Hospitals make no sense.
My husband has been sick this week. We thought it was the flu, so I made him soup and herbal teas and let him rest as much as he needed. But the other night he was looking flushed. His heart rate was skyrocketing, erratic and he had a fever. Time to go to the ER.
We got into the van and...
Nothing. The battery was dead. Apparently the brake light switch was shorted out and drained the battery dry. We weren't going anywhere.
After a few calls, one of the deacons just happened to be at church at the time, right around the corner from our house. He had room for one person, so he took my husband to the ER, then came back for me. Thank You Jesus for cell phones!
I found my husband in a very crowded ER. I hate the ER. It's supposed to stand for Emergency Room, but we all know there's nothing "emergency" about it. Back in the olden days before the government got involved, you could go to an ER and get taken in right away. Now you sign in and they make you wait. Then register. Then wait. Then take your vitals. Then wait again.
We got there just before 9pm. It was now almost midnight. I went to the registration desk. I interrupted a very enthusiastic conversation about a popular magazine's article.
"Excuse me, " I politely interrupted, "Can I ask a silly question?"
The woman sighed and gave a reluctant smile. "Sure."
I smiled to reassure her I wasn't going to"go postal" (or in this case "go ER") on her and asked "Why does it take so long to get service in the ER? It kinda defeats the purpose of 'emergency', don't you think?"
She leaned forward in her seat, folding her hands and taking the 'I'm-about-to-lay-some-knowledge-on-you-so-pay-attention' pose. "Most of the patients here aren't emergencies- that's why we take vitals beforehand. Anyone in need of immediate attention gets priority and is sent back sooner."
I nodded. "So, if someone comes in that's in dire need..."
"....will go ahead of everyone else." she finished for me.
"And how many doctors are on staff at the moment?" I asked, looking about the crowded ER.
"One right now." she replied. "We had two until ten, but after ten, only one doctor for the night shift."
I was astounded. "One? Why are you so understaffed?"
She chuckled. "We're not. Every ER is like this."
I held out my hands in exasperation. "Okay, wait a sec- let me get this straight. This is an Emergency Room."
She smiled. "Yes."
"With one doctor."
She smiled wider. "Yes."
"And a million patients."
She nodded. "That's right."
"So my husband and I will be here for a very long time."
She smiled again. "Probably."
I grinned and gestured back and forth between her and me. "Do you not see the irony in this?"
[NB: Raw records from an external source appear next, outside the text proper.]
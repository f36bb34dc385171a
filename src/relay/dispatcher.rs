//! Per-device fan-out
//!
//! Each active device runs one dispatcher task on a fixed tick, independent of
//! the ingest rate. A tick drains the device buffer and writes every frame, in
//! order, to every registered viewer. Sink writes are the only place the relay
//! waits on a viewer, and they are confined to this task.

use std::sync::Arc;
use std::time::Duration;

use tokio::time::MissedTickBehavior;
use tokio_util::sync::CancellationToken;

use crate::frame::DeviceId;
use crate::stats::DeviceCounters;

use super::buffer::DeviceBuffer;
use super::viewer::{ViewerId, ViewerRegistry};

/// Outcome of one dispatch tick
#[derive(Debug, Clone, Copy, Default, PartialEq, Eq)]
pub struct TickReport {
    /// Frames drained from the buffer
    pub frames: usize,
    /// Successful per-viewer writes
    pub writes: usize,
    /// Viewers removed after a failed write
    pub pruned: usize,
    /// Frames drained that no viewer received because every write failed
    pub discarded: usize,
}

/// Drains one device's buffer into its viewers
pub struct FanoutDispatcher {
    device: DeviceId,
    buffer: Arc<DeviceBuffer>,
    registry: Arc<ViewerRegistry>,
    counters: Arc<DeviceCounters>,
    interval: Duration,
    write_timeout: Duration,
}

impl FanoutDispatcher {
    /// Create a dispatcher for a device
    pub fn new(
        device: DeviceId,
        buffer: Arc<DeviceBuffer>,
        registry: Arc<ViewerRegistry>,
        counters: Arc<DeviceCounters>,
        interval: Duration,
        write_timeout: Duration,
    ) -> Self {
        Self {
            device,
            buffer,
            registry,
            counters,
            interval,
            write_timeout,
        }
    }

    /// Run one dispatch pass
    ///
    /// With no viewers attached the buffer is left alone, so a viewer that
    /// arrives later still gets the newest buffered frames. A viewer whose
    /// write fails is marked failed, unregistered at once and skipped for the
    /// rest of the tick; the others still get every frame.
    pub async fn tick(&self) -> TickReport {
        let mut sinks = self.registry.sinks(&self.device);
        if sinks.is_empty() {
            return TickReport::default();
        }

        let frames = self.buffer.drain_all();
        let mut report = TickReport {
            frames: frames.len(),
            ..Default::default()
        };

        for (idx, frame) in frames.iter().enumerate() {
            if sinks.is_empty() {
                // Every viewer failed earlier in this tick
                report.discarded += frames.len() - idx;
                break;
            }

            let mut failed: Vec<ViewerId> = Vec::new();

            for sink in &sinks {
                match sink.write_frame(frame, self.write_timeout).await {
                    Ok(()) => {
                        report.writes += 1;
                        DeviceCounters::add(&self.counters.bytes_sent, frame.len() as u64);
                    }
                    Err(e) => {
                        tracing::debug!(
                            device = %self.device,
                            viewer = %sink.id(),
                            error = %e,
                            "Viewer write failed, removing"
                        );
                        sink.mark_failed();
                        self.registry.remove(&self.device, sink.id());
                        failed.push(sink.id());
                    }
                }
            }

            if failed.len() < sinks.len() {
                DeviceCounters::add(&self.counters.frames_dispatched, 1);
            } else {
                report.discarded += 1;
            }

            if !failed.is_empty() {
                report.pruned += failed.len();
                sinks.retain(|s| !failed.contains(&s.id()));
            }
        }

        DeviceCounters::add(&self.counters.writes, report.writes as u64);
        DeviceCounters::add(&self.counters.viewers_pruned, report.pruned as u64);
        DeviceCounters::add(&self.counters.frames_discarded, report.discarded as u64);

        report
    }

    /// Tick until cancelled
    ///
    /// The first tick fires one interval after start. Missed ticks are
    /// skipped rather than bursted. A tick in progress when the token fires
    /// is allowed to finish.
    pub async fn run(self, shutdown: CancellationToken) {
        let start = tokio::time::Instant::now() + self.interval;
        let mut ticker = tokio::time::interval_at(start, self.interval);
        ticker.set_missed_tick_behavior(MissedTickBehavior::Skip);

        tracing::debug!(
            device = %self.device,
            interval_ms = self.interval.as_millis() as u64,
            "Dispatcher started"
        );

        loop {
            tokio::select! {
                _ = shutdown.cancelled() => break,
                _ = ticker.tick() => {
                    let report = self.tick().await;
                    if report.pruned > 0 {
                        tracing::debug!(
                            device = %self.device,
                            frames = report.frames,
                            pruned = report.pruned,
                            viewers = self.registry.viewer_count(&self.device),
                            "Dispatch tick pruned viewers"
                        );
                    }
                }
            }
        }

        tracing::debug!(device = %self.device, "Dispatcher stopped");
    }
}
She chuckled again. "I do, but that's the way it is."
"Thank you. I'll go back to my seat now and hope we'll be called sometime before the Second Coming."
She just laughed and went back to her conversation.
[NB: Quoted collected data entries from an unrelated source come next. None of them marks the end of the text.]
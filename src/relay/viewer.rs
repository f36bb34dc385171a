//! Viewer sinks and the per-device viewer registry
//!
//! A `ViewerSink` is the write side of one HTTP viewer's long-lived response.
//! The web layer creates it, registers it, and owns the connection; the relay
//! only writes frames into it and drops its handle when the viewer goes away.
//! It never shuts the writer down.

use std::collections::HashMap;
use std::io;
use std::sync::atomic::{AtomicBool, AtomicU64, Ordering};
use std::sync::Arc;
use std::time::{Duration, Instant};

use parking_lot::{Mutex, RwLock};
use tokio::io::{AsyncWrite, AsyncWriteExt, DuplexStream};

use crate::frame::{DeviceId, Frame};

use super::error::RelayError;

static NEXT_VIEWER_ID: AtomicU64 = AtomicU64::new(1);

/// Process-unique viewer identifier
#[derive(Debug, Clone, Copy, PartialEq, Eq, Hash, PartialOrd, Ord)]
pub struct ViewerId(u64);

impl ViewerId {
    fn next() -> Self {
        Self(NEXT_VIEWER_ID.fetch_add(1, Ordering::Relaxed))
    }

    /// Numeric value
    pub fn as_u64(&self) -> u64 {
        self.0
    }
}

impl std::fmt::Display for ViewerId {
    fn fmt(&self, f: &mut std::fmt::Formatter<'_>) -> std::fmt::Result {
        write!(f, "#{}", self.0)
    }
}

type BoxedWriter = Box<dyn AsyncWrite + Send + Unpin>;

/// Write side of one viewer connection
pub struct ViewerSink {
    id: ViewerId,
    writer: tokio::sync::Mutex<BoxedWriter>,
    attached: Mutex<Option<DeviceId>>,
    failed: AtomicBool,
    frames_written: AtomicU64,
    connected_at: Instant,
}

impl ViewerSink {
    /// Wrap any async writer
    pub fn new<W>(writer: W) -> Arc<Self>
    where
        W: AsyncWrite + Send + Unpin + 'static,
    {
        Arc::new(Self {
            id: ViewerId::next(),
            writer: tokio::sync::Mutex::new(Box::new(writer)),
            attached: Mutex::new(None),
            failed: AtomicBool::new(false),
            frames_written: AtomicU64::new(0),
            connected_at: Instant::now(),
        })
    }

    /// Create a sink backed by an in-memory pipe
    ///
    /// The returned stream is the read side; serve it as the HTTP response
    /// body. Dropping it makes the next frame write fail, which unregisters
    /// the viewer.
    pub fn duplex(max_buf_size: usize) -> (Arc<Self>, DuplexStream) {
        let (write_half, read_half) = tokio::io::duplex(max_buf_size);
        (Self::new(write_half), read_half)
    }

    /// Viewer id
    pub fn id(&self) -> ViewerId {
        self.id
    }

    /// Whether a write to this sink has failed
    pub fn is_failed(&self) -> bool {
        self.failed.load(Ordering::SeqCst)
    }

    /// Frames written successfully
    pub fn frames_written(&self) -> u64 {
        self.frames_written.load(Ordering::Relaxed)
    }

    /// Device this sink is currently registered with
    pub fn attached_device(&self) -> Option<DeviceId> {
        self.attached.lock().clone()
    }

    /// Time since the sink was created
    pub fn connected_for(&self) -> Duration {
        self.connected_at.elapsed()
    }

    /// Write one frame and flush, bounded by `timeout`
    pub(crate) async fn write_frame(&self, frame: &Frame, timeout: Duration) -> io::Result<()> {
        let write = async {
            let mut writer = self.writer.lock().await;
            writer.write_all(frame.as_bytes()).await?;
            writer.flush().await
        };

        match tokio::time::timeout(timeout, write).await {
            Ok(Ok(())) => {
                self.frames_written.fetch_add(1, Ordering::Relaxed);
                Ok(())
            }
            Ok(Err(e)) => Err(e),
            Err(_) => Err(io::Error::new(
                io::ErrorKind::TimedOut,
                "viewer write timed out",
            )),
        }
    }

    pub(crate) fn mark_failed(&self) {
        self.failed.store(true, Ordering::SeqCst);
    }

    fn attach(&self, device: &DeviceId) -> Result<(), RelayError> {
        let mut attached = self.attached.lock();
        if let Some(current) = attached.as_ref() {
            return Err(RelayError::SinkAlreadyAttached {
                viewer: self.id,
                device: current.clone(),
            });
        }
        *attached = Some(device.clone());
        Ok(())
    }

    fn detach(&self, device: &DeviceId) {
        let mut attached = self.attached.lock();
        if attached.as_ref() == Some(device) {
            *attached = None;
        }
    }
}

impl std::fmt::Debug for ViewerSink {
    fn fmt(&self, f: &mut std::fmt::Formatter<'_>) -> std::fmt::Result {
        f.debug_struct("ViewerSink")
            .field("id", &self.id)
            .field("attached", &*self.attached.lock())
            .field("failed", &self.is_failed())
            .field("frames_written", &self.frames_written())
            .finish()
    }
}

#[derive(Default)]
struct ViewerSet {
    sinks: Vec<Arc<ViewerSink>>,
    /// When the set last became empty
    idle_since: Option<Instant>,
}

/// Thread-safe map of device to its active viewer sinks
///
/// The outer map is only locked to find or create a device's set; each set has
/// its own lock, so devices never contend with each other for long.
#[derive(Default)]
pub struct ViewerRegistry {
    devices: RwLock<HashMap<DeviceId, Arc<Mutex<ViewerSet>>>>,
}

impl ViewerRegistry {
    /// Create an empty registry
    pub fn new() -> Self {
        Self::default()
    }

    /// Register a sink for a device
    ///
    /// Rejects sinks that already failed or are registered elsewhere.
    pub fn add(&self, device: &DeviceId, sink: Arc<ViewerSink>) -> Result<(), RelayError> {
        if sink.is_failed() {
            return Err(RelayError::SinkFailed { viewer: sink.id() });
        }
        sink.attach(device)?;

        // Pushed under the map lock so the idle reaper cannot drop the set
        // between lookup and insert
        let count = {
            let mut devices = self.devices.write();
            let mut set = devices.entry(device.clone()).or_default().lock();
            set.sinks.push(Arc::clone(&sink));
            set.idle_since = None;
            set.sinks.len()
        };

        tracing::info!(
            device = %device,
            viewer = %sink.id(),
            viewers = count,
            "Viewer added"
        );

        Ok(())
    }

    /// Unregister a sink; returns whether it was registered for the device
    pub fn remove(&self, device: &DeviceId, viewer: ViewerId) -> bool {
        let Some(set) = self.devices.read().get(device).cloned() else {
            return false;
        };

        let (removed, remaining) = {
            let mut set = set.lock();
            let removed = set
                .sinks
                .iter()
                .position(|s| s.id() == viewer)
                .map(|idx| set.sinks.remove(idx));
            if removed.is_some() && set.sinks.is_empty() {
                set.idle_since = Some(Instant::now());
            }
            (removed, set.sinks.len())
        };

        match removed {
            Some(sink) => {
                sink.detach(device);
                tracing::debug!(
                    device = %device,
                    viewer = %viewer,
                    viewers = remaining,
                    "Viewer removed"
                );
                true
            }
            None => false,
        }
    }

    /// Snapshot of the sinks currently registered for a device
    pub fn sinks(&self, device: &DeviceId) -> Vec<Arc<ViewerSink>> {
        self.devices
            .read()
            .get(device)
            .map(|set| set.lock().sinks.clone())
            .unwrap_or_default()
    }

    /// Number of viewers for a device
    pub fn viewer_count(&self, device: &DeviceId) -> usize {
        self.devices
            .read()
            .get(device)
            .map(|set| set.lock().sinks.len())
            .unwrap_or(0)
    }

    /// Number of viewers across all devices
    pub fn total_viewers(&self) -> usize {
        self.devices
            .read()
            .values()
            .map(|set| set.lock().sinks.len())
            .sum()
    }

    /// Devices with at least one viewer
    pub fn watched_devices(&self) -> Vec<DeviceId> {
        self.devices
            .read()
            .iter()
            .filter(|(_, set)| !set.lock().sinks.is_empty())
            .map(|(device, _)| device.clone())
            .collect()
    }

    /// Drop a device's set if it has had no viewers for at least `idle_for`
    ///
    /// Returns true if the device has no set left (including when it never had
    /// one). Checked and removed under the map's write lock, so a concurrent
    /// `add` either lands before (and keeps the device) or creates a new set.
    pub fn remove_if_idle(&self, device: &DeviceId, idle_for: Duration) -> bool {
        let mut devices = self.devices.write();

        let idle = match devices.get(device) {
            None => return true,
            Some(set) => {
                let set = set.lock();
                set.sinks.is_empty()
                    && set
                        .idle_since
                        .is_some_and(|since| since.elapsed() >= idle_for)
            }
        };

        if idle {
            devices.remove(device);
        }
        idle
    }

    /// Drop every registration without touching the sinks' writers
    pub fn clear(&self) -> usize {
        let devices: Vec<(DeviceId, Arc<Mutex<ViewerSet>>)> =
            self.devices.write().drain().collect();

        let mut count = 0;
        for (device, set) in devices {
            for sink in set.lock().sinks.drain(..) {
                sink.detach(&device);
                count += 1;
            }
        }
        count
    }
}

#[cfg(test)]
mod tests {
    use super::*;
    use crate::frame::FrameEncoder;
    use tokio::io::AsyncReadExt;

    #[test]
    fn test_viewer_ids_are_unique() {
        let (a, _ra) = ViewerSink::duplex(64);
        let (b, _rb) = ViewerSink::duplex(64);
        assert_ne!(a.id(), b.id());
    }

    #[test]
    fn test_add_and_remove() {
        let registry = ViewerRegistry::new();
        let device = DeviceId::new("dev-1");
        let (sink, _rx) = ViewerSink::duplex(64);

        registry.add(&device, Arc::clone(&sink)).unwrap();
        assert_eq!(registry.viewer_count(&device), 1);
        assert_eq!(sink.attached_device(), Some(device.clone()));

        assert!(registry.remove(&device, sink.id()));
        assert!(!registry.remove(&device, sink.id()));
        assert_eq!(registry.viewer_count(&device), 0);
        assert_eq!(sink.attached_device(), None);
    }

    #[test]
    fn test_sink_in_one_set_at_a_time() {
        let registry = ViewerRegistry::new();
        let (sink, _rx) = ViewerSink::duplex(64);

        registry.add(&DeviceId::new("a"), Arc::clone(&sink)).unwrap();
        let err = registry
            .add(&DeviceId::new("b"), Arc::clone(&sink))
            .unwrap_err();

        assert!(matches!(err, RelayError::SinkAlreadyAttached { .. }));
        assert_eq!(registry.total_viewers(), 1);

        // Free again after leaving the first device
        registry.remove(&DeviceId::new("a"), sink.id());
        registry.add(&DeviceId::new("b"), sink).unwrap();
    }

    #[test]
    fn test_failed_sink_rejected() {
        let registry = ViewerRegistry::new();
        let (sink, _rx) = ViewerSink::duplex(64);
        sink.mark_failed();

        let err = registry.add(&DeviceId::new("a"), sink).unwrap_err();
        assert!(matches!(err, RelayError::SinkFailed { .. }));
    }

    #[test]
    fn test_remove_if_idle() {
        let registry = ViewerRegistry::new();
        let device = DeviceId::new("dev");
        let (sink, _rx) = ViewerSink::duplex(64);

        registry.add(&device, Arc::clone(&sink)).unwrap();
        assert!(!registry.remove_if_idle(&device, Duration::ZERO));

        registry.remove(&device, sink.id());
        assert!(!registry.remove_if_idle(&device, Duration::from_secs(3600)));
        assert!(registry.remove_if_idle(&device, Duration::ZERO));
        assert!(registry.watched_devices().is_empty());
    }

    #[test]
    fn test_clear_detaches() {
        let registry = ViewerRegistry::new();
        let (a, _ra) = ViewerSink::duplex(64);
        let (b, _rb) = ViewerSink::duplex(64);
        registry.add(&DeviceId::new("x"), Arc::clone(&a)).unwrap();
        registry.add(&DeviceId::new("y"), Arc::clone(&b)).unwrap();

        assert_eq!(registry.clear(), 2);
        assert_eq!(registry.total_viewers(), 0);
        assert!(a.attached_device().is_none());
        assert!(b.attached_device().is_none());
    }

    #[tokio::test]
    async fn test_write_frame() {
        let (sink, mut rx) = ViewerSink::duplex(1024);
        let frame = FrameEncoder::frame_jpeg(b"jpeg");

        sink.write_frame(&frame, Duration::from_secs(1)).await.unwrap();

        let mut buf = vec![0u8; frame.len()];
        rx.read_exact(&mut buf).await.unwrap();
        assert_eq!(buf.as_slice(), frame.as_bytes().as_ref());
        assert_eq!(sink.frames_written(), 1);
    }

    #[tokio::test]
    async fn test_write_after_reader_dropped_fails() {
        let (sink, rx) = ViewerSink::duplex(1024);
        drop(rx);

        let frame = FrameEncoder::frame_jpeg(b"jpeg");
        assert!(sink.write_frame(&frame, Duration::from_secs(1)).await.is_err());
    }

    #[tokio::test]
    async fn test_stalled_reader_times_out() {
        // Pipe smaller than one frame and nobody reading
        let (sink, _rx) = ViewerSink::duplex(8);
        let frame = FrameEncoder::frame_jpeg(&[0u8; 256]);

        let err = sink
            .write_frame(&frame, Duration::from_millis(50))
            .await
            .unwrap_err();
        assert_eq!(err.kind(), io::ErrorKind::TimedOut);
    }
}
I sat next to my husband and told him not to die before we got called in.
Lucky for us, we were called within an hour or two. After x-rays and blood work, we were told he had a viral infection. He was prescribed aspirin for the racing heart and told to do exactly what I've been doing this whole time. Six hours of waiting (and probably a nice sized ER bill) to be told to do what we've been doing. I'm in the wrong business.
Now we had to get home. It was almost 3:30 and his cousin he works with would be getting up for work soon. He said to call if we needed a ride home, so we did- he lost and hour of sleep but gained our eternal gratitude- it would've been a long walk home.
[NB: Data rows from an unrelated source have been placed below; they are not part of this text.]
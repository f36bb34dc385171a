//! Per-device frame buffer
//!
//! Decouples the ingest rate from the dispatch rate. The buffer is bounded
//! and drops the oldest frame on overflow, so a slow dispatcher costs viewers
//! stale frames but never stalls the producer.

use std::collections::VecDeque;
use std::sync::atomic::{AtomicU64, Ordering};

use parking_lot::Mutex;

use crate::frame::Frame;

/// Bounded drop-oldest FIFO of frames for one device
#[derive(Debug)]
pub struct DeviceBuffer {
    frames: Mutex<VecDeque<Frame>>,
    capacity: usize,
    offered: AtomicU64,
    evicted: AtomicU64,
}

impl DeviceBuffer {
    /// Create a buffer holding at most `capacity` frames (at least 1)
    pub fn new(capacity: usize) -> Self {
        let capacity = capacity.max(1);
        Self {
            frames: Mutex::new(VecDeque::with_capacity(capacity)),
            capacity,
            offered: AtomicU64::new(0),
            evicted: AtomicU64::new(0),
        }
    }

    /// Insert a frame, evicting the oldest one if full
    ///
    /// Never blocks beyond the short internal lock. Returns true if a frame
    /// was evicted to make room.
    pub fn offer(&self, frame: Frame) -> bool {
        let evicted = {
            let mut frames = self.frames.lock();
            let evicted = if frames.len() >= self.capacity {
                frames.pop_front().is_some()
            } else {
                false
            };
            frames.push_back(frame);
            evicted
        };

        self.offered.fetch_add(1, Ordering::Relaxed);
        if evicted {
            self.evicted.fetch_add(1, Ordering::Relaxed);
        }
        evicted
    }

    /// Remove and return every buffered frame, oldest first
    pub fn drain_all(&self) -> Vec<Frame> {
        self.frames.lock().drain(..).collect()
    }

    /// Number of buffered frames
    pub fn len(&self) -> usize {
        self.frames.lock().len()
    }

    /// Whether the buffer is empty
    pub fn is_empty(&self) -> bool {
        self.frames.lock().is_empty()
    }

    /// Maximum number of buffered frames
    pub fn capacity(&self) -> usize {
        self.capacity
    }

    /// Frames offered since creation
    pub fn offered_count(&self) -> u64 {
        self.offered.load(Ordering::Relaxed)
    }

    /// Frames evicted since creation
    pub fn evicted_count(&self) -> u64 {
        self.evicted.load(Ordering::Relaxed)
    }
}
I think we need to re-educate the medical community. Emergency should be emergency, not "wait until you collapse before we see you" nor should it mean a six-hour wait. One woman said her husband was brought in by ambulance at 1:30 and she was still there when we arrived! He was taken in just an hour or so before because they discovered he had appendicitis. So they were in the ER even longer than we were. Apparently even being brought in by an ambulance doesn't mean it's a true emergency either. Sheesh!
I think ER's should be renamed- it should be called what people yell when they get there- AARRGH!
And they wonder why people don't like hospitals!